The Stock Market, as we know, is volatile in nature and the prediction of the same is a cumbersome task. In this work the Amazon stock price are predict With ARIMA model. the results from this work lead to a conclusion that ARIMA can be used to predict stock prices for a short period.
- Data loading
- EDA
- Data Stasionarity (ADF, KPSS TESTS and Differencing Method)
- Auto-Regressive Integrated Moving Average (ARIMA)
The Data was uploaded from Yahoo finance, from 2012 to 2022, the Data shape is [2537 rows x 6 columns]
A famous and widely used forecasting method for time-series prediction is the AutoRegressive Integrated Moving Average (ARIMA) model. ARIMA models are capable of capturing a suite of different standard temporal structures in time-series data.

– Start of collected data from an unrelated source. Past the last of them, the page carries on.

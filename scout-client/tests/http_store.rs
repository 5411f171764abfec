//! HTTP-level tests against a stub pattern store

use axum::{
    Json, Router,
    extract::{Path, Query, State},
    http::StatusCode,
    routing::{get, post},
};
use scout_client::{ClientError, PatternStoreClient};
use scout_core::dto::natural::NaturalQueryRequest;
use scout_core::dto::pattern::{ExecuteOptions, ManualPatternRequest, SavePattern};
use scout_core::dto::user::LoginRequest;
use scout_core::error::ErrorKind;
use serde_json::{Value as JsonValue, json};
use std::collections::{BTreeMap, HashMap};
use std::sync::{Arc, Mutex};

type Reply = Result<Json<JsonValue>, (StatusCode, Json<JsonValue>)>;

#[derive(Clone, Default)]
struct Stub {
    patterns: Arc<Mutex<BTreeMap<String, JsonValue>>>,
    collection: Arc<Mutex<Vec<String>>>,
    last_body: Arc<Mutex<Option<JsonValue>>>,
}

fn fail(status: StatusCode, error: &str) -> (StatusCode, Json<JsonValue>) {
    (status, Json(json!({ "error": error })))
}

async fn list_queries(
    State(stub): State<Stub>,
    Query(params): Query<HashMap<String, String>>,
) -> Reply {
    let patterns = stub.patterns.lock().unwrap();
    let listed: Vec<JsonValue> = patterns
        .values()
        .filter(|p| match params.get("tag") {
            Some(tag) => p["tags"].as_array().unwrap().contains(&json!(tag)),
            None => true,
        })
        .map(|p| {
            let mut summary = p.clone();
            summary.as_object_mut().unwrap().remove("pipeline");
            summary
        })
        .collect();
    Ok(Json(JsonValue::Array(listed)))
}

async fn get_query(State(stub): State<Stub>, Path(name): Path<String>) -> Reply {
    stub.patterns
        .lock()
        .unwrap()
        .get(&name)
        .cloned()
        .map(Json)
        .ok_or_else(|| fail(StatusCode::NOT_FOUND, &format!("Query '{}' not found", name)))
}

async fn delete_query(
    State(stub): State<Stub>,
    Path(name): Path<String>,
) -> Result<StatusCode, (StatusCode, Json<JsonValue>)> {
    match stub.patterns.lock().unwrap().remove(&name) {
        Some(_) => Ok(StatusCode::NO_CONTENT),
        None => Err(fail(StatusCode::NOT_FOUND, "Query not found")),
    }
}

async fn execute_query(
    State(stub): State<Stub>,
    Path(name): Path<String>,
    Json(body): Json<JsonValue>,
) -> Reply {
    *stub.last_body.lock().unwrap() = Some(body.clone());

    if name == "broken" {
        return Err((
            StatusCode::INTERNAL_SERVER_ERROR,
            Json(json!({
                "error": "Unrecognized pipeline stage name: '$matc'",
                "details": {"stage": 0}
            })),
        ));
    }
    if !stub.patterns.lock().unwrap().contains_key(&name) {
        return Err(fail(StatusCode::NOT_FOUND, "Query not found"));
    }

    let limit = body["limit"].as_u64().unwrap_or(50) as usize;
    let rows: Vec<JsonValue> = (0..120)
        .take(limit)
        .map(|i| json!({"_id": i, "player": {"name": "Lionel Messi"}, "minute": i}))
        .collect();
    Ok(Json(json!({
        "query_name": name,
        "count": rows.len(),
        "result_count": rows.len(),
        "results": rows,
    })))
}

async fn save_query(State(stub): State<Stub>, Json(body): Json<JsonValue>) -> Reply {
    let name = body["name"].as_str().unwrap_or_default().to_string();
    let mut patterns = stub.patterns.lock().unwrap();
    if patterns.contains_key(&name) {
        return Err(fail(StatusCode::CONFLICT, "Query already exists"));
    }
    patterns.insert(name.clone(), body);
    Ok(Json(json!({ "name": name })))
}

async fn manual_query(State(stub): State<Stub>, Json(body): Json<JsonValue>) -> Reply {
    *stub.last_body.lock().unwrap() = Some(body.clone());
    Ok(Json(json!({
        "name": "manual_1",
        "validation_warnings": [{"message": "No $limit stage"}],
        "results": [{"minute": 12}],
        "count": 1
    })))
}

async fn natural_query(State(stub): State<Stub>, Json(body): Json<JsonValue>) -> Reply {
    *stub.last_body.lock().unwrap() = Some(body);
    Ok(Json(json!({
        "pipeline": [{"$match": {"player.name": "Lionel Messi", "shot.outcome.name": "Goal"}}],
        "explanation": "Goals scored by Messi",
        "confidence": 0.9,
        "mock": false,
        "results": [{"minute": 10}]
    })))
}

async fn login(Json(body): Json<JsonValue>) -> Reply {
    Ok(Json(json!({
        "user_id": "u-1",
        "email": body["email"],
        "name": body.get("name").cloned().unwrap_or(json!("")),
        "provider": "email",
        "saved_queries": [],
        "created_at": "2024-05-01T09:00:00.000000"
    })))
}

async fn user_queries(State(stub): State<Stub>, Path(_user): Path<String>) -> Reply {
    let names = stub.collection.lock().unwrap().clone();
    Ok(Json(JsonValue::Array(
        names.into_iter().map(|n| json!({"name": n})).collect(),
    )))
}

async fn add_user_query(
    State(stub): State<Stub>,
    Path(_user): Path<String>,
    Json(body): Json<JsonValue>,
) -> Reply {
    let name = body["query_name"].as_str().unwrap_or_default().to_string();
    stub.collection.lock().unwrap().push(name);
    Ok(Json(json!({"success": true})))
}

async fn remove_user_query(
    State(stub): State<Stub>,
    Path((_user, name)): Path<(String, String)>,
) -> Reply {
    stub.collection.lock().unwrap().retain(|n| n != &name);
    Ok(Json(json!({"success": true})))
}

async fn spawn_stub() -> (PatternStoreClient, Stub) {
    let stub = Stub::default();
    stub.patterns.lock().unwrap().insert(
        "messi_goals".to_string(),
        json!({
            "name": "messi_goals",
            "description": "Goals by a player",
            "tags": ["goals", "messi"],
            "parameters": [{"name": "player", "required": true}],
            "pipeline": [{"$match": {"shot.outcome.name": "Goal"}}]
        }),
    );
    stub.patterns.lock().unwrap().insert(
        "long_passes".to_string(),
        json!({
            "name": "long_passes",
            "description": "Passes over 30m",
            "tags": ["passing"],
            "parameters": [],
            "pipeline": []
        }),
    );

    let api = Router::new()
        .route("/queries", get(list_queries).post(save_query))
        .route("/queries/manual", post(manual_query))
        .route("/queries/natural", post(natural_query))
        .route("/queries/{name}", get(get_query).delete(delete_query))
        .route("/queries/{name}/execute", post(execute_query))
        .route("/matches", get(|| async { Json(json!(["3788741", "3788742"])) }))
        .route("/stats", get(|| async { Json(json!({"events": 1200, "matches": 2})) }))
        .route("/auth/login", post(login))
        .route(
            "/users/{user}/queries",
            get(user_queries).post(add_user_query),
        )
        .route(
            "/users/{user}/queries/{name}",
            axum::routing::delete(remove_user_query),
        )
        .with_state(stub.clone());
    let app = Router::new().nest("/api", api);

    let listener = tokio::net::TcpListener::bind("127.0.0.1:0").await.unwrap();
    let addr = listener.local_addr().unwrap();
    tokio::spawn(async move {
        axum::serve(listener, app).await.unwrap();
    });

    (PatternStoreClient::new(format!("http://{}/api", addr)), stub)
}

#[tokio::test]
async fn test_list_with_tag_filter() {
    let (client, _stub) = spawn_stub().await;

    let all = client.list_patterns(None).await.unwrap();
    assert_eq!(all.len(), 2);
    assert!(all.iter().all(|p| p.pipeline.is_none()));

    let passing = client.list_patterns(Some("passing")).await.unwrap();
    assert_eq!(passing.len(), 1);
    assert_eq!(passing[0].name, "long_passes");
}

#[tokio::test]
async fn test_get_pattern_and_not_found() {
    let (client, _stub) = spawn_stub().await;

    let pattern = client.get_pattern("messi_goals").await.unwrap();
    assert!(pattern.parameters[0].required);
    assert_eq!(pattern.pipeline.as_ref().map(Vec::len), Some(1));

    let err = client.get_pattern("nope").await.unwrap_err();
    assert_eq!(err.kind(), ErrorKind::NotFound);
    assert_eq!(err.envelope().message, "Query 'nope' not found");
}

#[tokio::test]
async fn test_execute_sends_limit_and_parameters() {
    let (client, stub) = spawn_stub().await;

    let mut parameters = serde_json::Map::new();
    parameters.insert("player".to_string(), json!("Messi"));
    let result = client
        .execute_pattern(
            "messi_goals",
            &ExecuteOptions {
                parameters: Some(parameters),
                ..Default::default()
            },
        )
        .await
        .unwrap();

    assert_eq!(result.query_name, "messi_goals");
    assert_eq!(result.row_count(), 50);
    assert_eq!(result.results.len(), result.row_count());
    assert_eq!(
        stub.last_body.lock().unwrap().clone(),
        Some(json!({"parameters": {"player": "Messi"}, "limit": 50}))
    );
}

#[tokio::test]
async fn test_remote_execution_error_keeps_details() {
    let (client, _stub) = spawn_stub().await;

    let err = client
        .execute_pattern("broken", &ExecuteOptions::default())
        .await
        .unwrap_err();

    let envelope = err.envelope();
    assert_eq!(envelope.kind, ErrorKind::RemoteExecution);
    assert!(envelope.message.contains("$matc"));
    assert_eq!(envelope.details, Some(json!({"stage": 0})));
}

#[tokio::test]
async fn test_save_then_get_and_conflict() {
    let (client, _stub) = spawn_stub().await;
    let req = SavePattern {
        name: "messi_goals_nl".to_string(),
        description: "Show me all goals by Messi".to_string(),
        pipeline: vec![json!({"$match": {"player.name": "Lionel Messi"}})],
        tags: vec!["natural-language".to_string()],
    };

    let saved = client.save_pattern(&req).await.unwrap();
    assert_eq!(saved.name, "messi_goals_nl");

    let fetched = client.get_pattern("messi_goals_nl").await.unwrap();
    assert!(fetched.tags.contains("natural-language"));

    let err = client.save_pattern(&req).await.unwrap_err();
    assert!(matches!(err, ClientError::Conflict(_)));
}

#[tokio::test]
async fn test_delete_removes_from_listing() {
    let (client, _stub) = spawn_stub().await;

    client.delete_pattern("long_passes").await.unwrap();
    let names: Vec<_> = client
        .list_patterns(None)
        .await
        .unwrap()
        .into_iter()
        .map(|p| p.name)
        .collect();
    assert!(!names.contains(&"long_passes".to_string()));

    let err = client.delete_pattern("long_passes").await.unwrap_err();
    assert!(err.is_not_found());
}

#[tokio::test]
async fn test_manual_and_natural_bodies() {
    let (client, stub) = spawn_stub().await;

    let response = client
        .save_manual(&ManualPatternRequest {
            description: "Manual query".to_string(),
            pipeline: vec![json!({"$limit": 5})],
            execute: Some(true),
            ..Default::default()
        })
        .await
        .unwrap();
    assert_eq!(response.combined_warnings().as_deref(), Some("No $limit stage"));
    assert_eq!(
        stub.last_body.lock().unwrap().clone(),
        Some(json!({"description": "Manual query", "pipeline": [{"$limit": 5}], "execute": true}))
    );

    let result = client
        .natural_query(&NaturalQueryRequest::new("Show me all goals by Messi", true))
        .await
        .unwrap();
    assert_eq!(result.confidence, 0.9);
    assert!(!result.mock);
    assert_eq!(
        stub.last_body.lock().unwrap().clone(),
        Some(json!({"query": "Show me all goals by Messi", "execute": true, "limit": 50}))
    );
}

#[tokio::test]
async fn test_reference_data() {
    let (client, _stub) = spawn_stub().await;

    assert_eq!(client.list_matches().await.unwrap().len(), 2);
    assert_eq!(client.get_stats().await.unwrap()["events"], json!(1200));
}

#[tokio::test]
async fn test_login_and_collection() {
    let (client, _stub) = spawn_stub().await;

    let user = client
        .login(&LoginRequest {
            email: "ana@example.com".to_string(),
            name: None,
        })
        .await
        .unwrap();
    assert_eq!(user.user_id, "u-1");
    assert!(user.created_at.is_some());

    client.add_to_collection("u-1", "messi_goals").await.unwrap();
    assert_eq!(client.user_queries("u-1").await.unwrap().len(), 1);

    client
        .remove_from_collection("u-1", "messi_goals")
        .await
        .unwrap();
    assert!(client.user_queries("u-1").await.unwrap().is_empty());
}

#[tokio::test]
async fn test_unreachable_backend_is_transport_error() {
    let listener = tokio::net::TcpListener::bind("127.0.0.1:0").await.unwrap();
    let addr = listener.local_addr().unwrap();
    drop(listener);

    let client = PatternStoreClient::new(format!("http://{}/api", addr));
    let err = client.list_matches().await.unwrap_err();
    assert_eq!(err.kind(), ErrorKind::Transport);
}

1. AR: < Auto Regressive > means that the model uses the dependent relationship between an observation and some predefined number of lagged observations (also known as “time lag” or “lag”).
2.I:< Integrated > means that the model employs differencing of raw observations (e.g. it subtracts an observation from an observation at the previous time step) in order to make the time-series stationary.
3.MA: < Moving Average > means that the model exploits the relationship between the residual error and the observations.
Once we build The ARIMA Model we forcast the 2012 Year, then we can compare between the actual and the forcast results. We can see the Forcaste of 30 Days, short periode..
The stationarity issue affect the forecast result, so we need to improve this point. We must use Machine learning Model prediction and then compare with ARIMA forecast.